Ricordate “Zizou” Zidane appena sbarcato in Italia, giovane e piuttosto alienato, che non rideva mai, ma proprio mai, e che in campo saltellava già con classe e inconfondibile stile? Con quel mezzo broncio a testimoniare più che rassegnazione un certo fatalismo, rendeva quanto mai attuali le tesi dell’esistenzialismo francese. Lo stesso, che sornione diede una testata fumante a uno dei nostri nella finale dei mondiali del 2006, fu poi protagonista in quell’anno di un documentario non indimenticabile dal titolo “Zidane, A 21st Century Portrait”, la cui colonna sonora, eccoci arrivati al punto, era curata dai Mogwai, scozzesi, padri e padrini del cosiddetto “post”, rispetto a che cosa dite voi.
I Mogwai e Zidane, dunque: da una parte la stratificazione certosina, l’indimenticabile monumentalità di quei crescendo che ne caratterizza una parte non piccola della produzione; dall’altra un raffinato giocoliere capace di occupare il campo trasversalmente ricoprendone di volta in volta la funzionalità tattica e tecnica. Gli autori di un colpo di stato mai davvero elaborato dalla scena rock e l’ultimo genio del ‘900 calcistico irriducibile a qualunque etichetta.
Entrambi hanno maturato lo sguardo, cresciuti nella comprensione degli ambiti di loro pertinenza, consapevoli e obbligati alla continua messa in discussione delle proprie abilità: gli uni con sonorità e melodie sempre più sofisticate, in certi casi con risultati da classifica, l’altro scendendo a patti con il proprio ego mettendosi al servizio dei suoi, motivandoli in continuazione dalla panchina, in modi certo compassati che, però, in nulla ricordano i bisbigli e le parole appena sussurrate delle vecchie conferenze stampa da calciatore.

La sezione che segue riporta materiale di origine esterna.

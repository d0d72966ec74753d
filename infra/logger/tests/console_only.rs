use iredo_logger::{LevelFilter, Logger};

#[test]
fn init_console_only_has_no_guard() {
    let logger = Logger::builder()
        .name("integration-console-only")
        .console(true)
        .level(LevelFilter::INFO)
        .init()
        .expect("logger should initialize");

    assert!(logger.guard().is_none(), "console-only logger should not create a file guard");
}
//! # Dependency Ranker
//!
//! Decides the order in which pending operations are drained.
//!
//! ## Ordering Key
//! ```text
//! (table rank ASC, kind rank ASC, enqueued_at ASC, id ASC)
//!
//!   table rank:  categorias 0 · vendedores 1 · productos 2 · ventas 3
//!                detalle_ventas 4 · anything undeclared 5
//!   kind rank:   create 0 · modify 1 · remove 2
//! ```
//!
//! Ranks come from a declared list, not from the reference graph. The list
//! is checked against the schema once with [`DependencyRanker::check_against`];
//! a reference cycle cannot be expressed as a valid list and is reported
//! there instead of being resolved.

use std::collections::HashMap;

use crate::error::{CoreError, CoreResult};
use crate::operation::OperationKind;
use crate::schema::SchemaDescriptor;

/// Declared table ranking.
#[derive(Debug, Clone, PartialEq, Eq)]
pub struct DependencyRanker {
    order: Vec<String>,
    ranks: HashMap<String, u32>,
}

impl DependencyRanker {
    /// Ranks tables by their position in `order`. Parents go first.
    pub fn from_order<I, S>(order: I) -> Self
    where
        I: IntoIterator<Item = S>,
        S: Into<String>,
    {
        let mut list: Vec<String> = Vec::new();
        for table in order {
            let table = table.into();
            if !list.contains(&table) {
                list.push(table);
            }
        }
        let ranks = list
            .iter()
            .enumerate()
            .map(|(i, t)| (t.clone(), i as u32))
            .collect();

        DependencyRanker { order: list, ranks }
    }

    /// Ranking for [`SchemaDescriptor::pos_default`].
    pub fn pos_default() -> Self {
        Self::from_order([
            "categorias",
            "vendedores",
            "productos",
            "ventas",
            "detalle_ventas",
        ])
    }

    /// Rank of a table. Undeclared tables rank after every declared one.
    pub fn rank(&self, target: &str) -> u32 {
        self.ranks.get(target).copied().unwrap_or(self.fallback_rank())
    }

    /// Rank shared by all undeclared tables.
    pub fn fallback_rank(&self) -> u32 {
        self.order.len() as u32
    }

    /// Sub-rank within a table: creations before modifications before removals.
    pub fn kind_rank(kind: OperationKind) -> u32 {
        match kind {
            OperationKind::Create => 0,
            OperationKind::Modify => 1,
            OperationKind::Remove => 2,
        }
    }

    /// Declared tables with their ranks, lowest first.
    pub fn ranked_tables(&self) -> impl Iterator<Item = (&str, u32)> {
        self.order
            .iter()
            .enumerate()
            .map(|(i, t)| (t.as_str(), i as u32))
    }

    /// Verifies that every referenced table ranks strictly before the table
    /// referencing it.
    ///
    /// ## Returns
    /// * `Err(CoreError::RankingViolation)` - first offending reference found
    pub fn check_against(&self, schema: &SchemaDescriptor) -> CoreResult<()> {
        for table in schema.tables() {
            let own = self.rank(table.name());
            for referenced in table.referenced_tables() {
                if referenced == table.name() || self.rank(referenced) >= own {
                    return Err(CoreError::RankingViolation {
                        table: table.name().to_string(),
                        referenced: referenced.to_string(),
                    });
                }
            }
        }
        Ok(())
    }
}

impl Default for DependencyRanker {
    fn default() -> Self {
        Self::pos_default()
    }
}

Ascoltando Dry Fantasy dall’ultimo LP “As The Love Continues”, i Mogwai, secondo i meglio informati, hanno voluto rendere omaggio a un altro di quella schiera dei “post qualcosa”, Mark Hollis, compianto leader dei Talk Talk, scomparso ormai due anni fa. Mica vero: in successione, minuto dopo minuto, è al fenomeno francese che è andato il pensiero, luci e scintillii di puro piacere, una specie di cristallo sempre sul punto di rompersi.
Una sensazione che invece rientra nella splendida Ritchie Sacramento, una concessione al canto, e che certifica la dialettica sottesa all’intero lavoro. Rigore e libertà, anche di perdersi. Dopo 25 anni di carriera, uno dei lussi che tanti altri dovrebbero perseguire. In definitiva, ci hanno insegnato a cambiare, sempre. A trovare non tanto modi diversi di dire la stessa cosa, ma di aver il coraggio proprio di cambiare idea, di “trasformare” la nostra vita con azioni e gesti inediti.
Il numero dieci, ora allenatore del Real Madrid, non avrebbe vinto nulla se ad ogni gol non avesse pensato come realizzare il successivo diversamente. Se si fosse bloccato in quella smorfia di inizio carriera, forse oggi sarebbe davvero “post”. Invece fa parte del presente, come i nostri amati Mogwai.